Archéologie environnementale de la France

Publié le jeudi 21 octobre 2010 · Mis à jour le jeudi 21 octobre 2010
Par Stéphanie Thiébault
Collection Archéologies de la France
Coédition La Découverte et Inrap
22 € – 180 pages
Sortie en librairie : novembre 2010
Grâce au développement considérable des fouilles archéologiques préventives mais aussi aux progrès des techniques d’analyse, l’archéologie environnementale connaît un essor sans précédent. La compréhension des environnements du passé, de leur évolution, des impacts qu’ils ont subis et de la réaction du vivant (végétaux, animaux, humains) constitue un élément de réflexion fort pour le présent et l’avenir de l’humanité. Depuis l’apparition de l’homme, et surtout depuis les débuts de l’agriculture, les sociétés humaines ont significativement modifié leurs écosystèmes et les cycles du vivant.
Plus récemment, elles ont commencé à altérer l’environnement global de la planète à une échelle encore inconnue jusque-là. Le développement, à partir des années 1970, des études paléoenvironnementales en archéologie par des chercheurs de plus en plus nombreux permet aujourd’hui de proposer une multiplicité de scénarios, passés comme futurs.

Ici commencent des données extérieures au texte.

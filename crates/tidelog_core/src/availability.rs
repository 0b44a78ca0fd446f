//! Database availability.
//!
//! Anything that must keep the database from serving (recovery rewriting
//! the log, for one) takes an [`UnavailableGuard`]. The database is
//! available again once every guard is dropped.

use parking_lot::Mutex;
use std::collections::BTreeMap;
use std::sync::Arc;

#[derive(Debug, Default)]
struct Blockers {
    next_id: u64,
    reasons: BTreeMap<u64, String>,
}

/// Tracks reasons the database is unavailable.
#[derive(Debug, Default)]
pub struct AvailabilityGuard {
    blockers: Mutex<Blockers>,
}

impl AvailabilityGuard {
    /// Creates a guard with nothing blocking.
    #[must_use]
    pub fn new() -> Arc<Self> {
        Arc::new(Self::default())
    }

    /// Whether nothing blocks availability.
    #[must_use]
    pub fn is_available(&self) -> bool {
        self.blockers.lock().reasons.is_empty()
    }

    /// Current reasons, oldest first.
    #[must_use]
    pub fn blockers(&self) -> Vec<String> {
        self.blockers.lock().reasons.values().cloned().collect()
    }

    /// Marks the database unavailable until the returned guard drops.
    #[must_use]
    pub fn unavailable(self: &Arc<Self>, reason: impl Into<String>) -> UnavailableGuard {
        let reason = reason.into();
        let mut blockers = self.blockers.lock();
        let id = blockers.next_id;
        blockers.next_id += 1;
        tracing::info!(%reason, "database unavailable");
        blockers.reasons.insert(id, reason);
        UnavailableGuard {
            guard: Arc::clone(self),
            id,
        }
    }
}

/// Holds the database unavailable while alive.
#[derive(Debug)]
#[must_use = "the database becomes available again when the guard drops"]
pub struct UnavailableGuard {
    guard: Arc<AvailabilityGuard>,
    id: u64,
}

impl Drop for UnavailableGuard {
    fn drop(&mut self) {
        let mut blockers = self.guard.blockers.lock();
        if let Some(reason) = blockers.reasons.remove(&self.id) {
            tracing::info!(%reason, "database available");
        }
    }
}

#[cfg(test)]
mod tests {
    use super::*;

    #[test]
    fn available_after_all_guards_drop() {
        let availability = AvailabilityGuard::new();
        assert!(availability.is_available());

        let first = availability.unavailable("recovery");
        let second = availability.unavailable("maintenance");
        assert_eq!(availability.blockers(), vec!["recovery", "maintenance"]);

        drop(first);
        assert!(!availability.is_available());
        drop(second);
        assert!(availability.is_available());
    }
}
//! Error types for storage operations.

use std::io;
use std::path::PathBuf;
use thiserror::Error;

/// Result type for storage operations.
pub type StorageResult<T> = Result<T, StorageError>;

/// Errors that can occur during storage operations.
#[derive(Debug, Error)]
pub enum StorageError {
    /// An I/O error occurred.
    #[error("I/O error: {0}")]
    Io(#[from] io::Error),

    /// Attempted to read beyond the end of storage.
    #[error("read beyond end of storage: offset {offset}, len {len}, size {size}")]
    ReadPastEnd {
        /// The requested read offset.
        offset: u64,
        /// The requested read length.
        len: usize,
        /// The current storage size.
        size: u64,
    },

    /// Attempted to grow a store through `truncate`.
    #[error("cannot truncate to {requested} bytes, current size is {size}")]
    TruncateBeyondEnd {
        /// The requested size.
        requested: u64,
        /// The current size.
        size: u64,
    },

    /// No segment exists for the requested log version.
    #[error("log segment {version} does not exist")]
    SegmentNotFound {
        /// The missing log version.
        version: u64,
    },

    /// A segment already exists for the requested log version.
    #[error("log segment {version} already exists")]
    SegmentExists {
        /// The existing log version.
        version: u64,
    },

    /// Another process holds the log directory lock.
    #[error("log directory locked by another process: {}", path.display())]
    DirectoryLocked {
        /// The locked directory.
        path: PathBuf,
    },
}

Ainsi, l’archéologie environnementale a une double fonction. Elle contribue à une meilleure connaissance de l’évolution de l’homme et des sociétés et prend part à l’évaluation, à la prospective et à la prise de décision concernant l’avenir de notre planète, par son approche historique des dynamiques socioenvironnementales. Fondé sur des analyses réalisées le plus souvent dans le cadre de l’archéologie préventive, cet ouvrage présente les différentes disciplines environnementales et les résultats les plus significatifs obtenus ces dernières années.

Stéphanie Thiébault, directeur de recherche au CNRS, est archéobotaniste. Elle est spécialisée dans l’analyse des charbons de bois issus des sites archéologiques, ou anthracologie, discipline qu’elle a contribué à développer en France et à l’étranger. Elle prend une part active à l’accroissement des études environnementales en archéologie par son implication dans l’enseignement et la recherche.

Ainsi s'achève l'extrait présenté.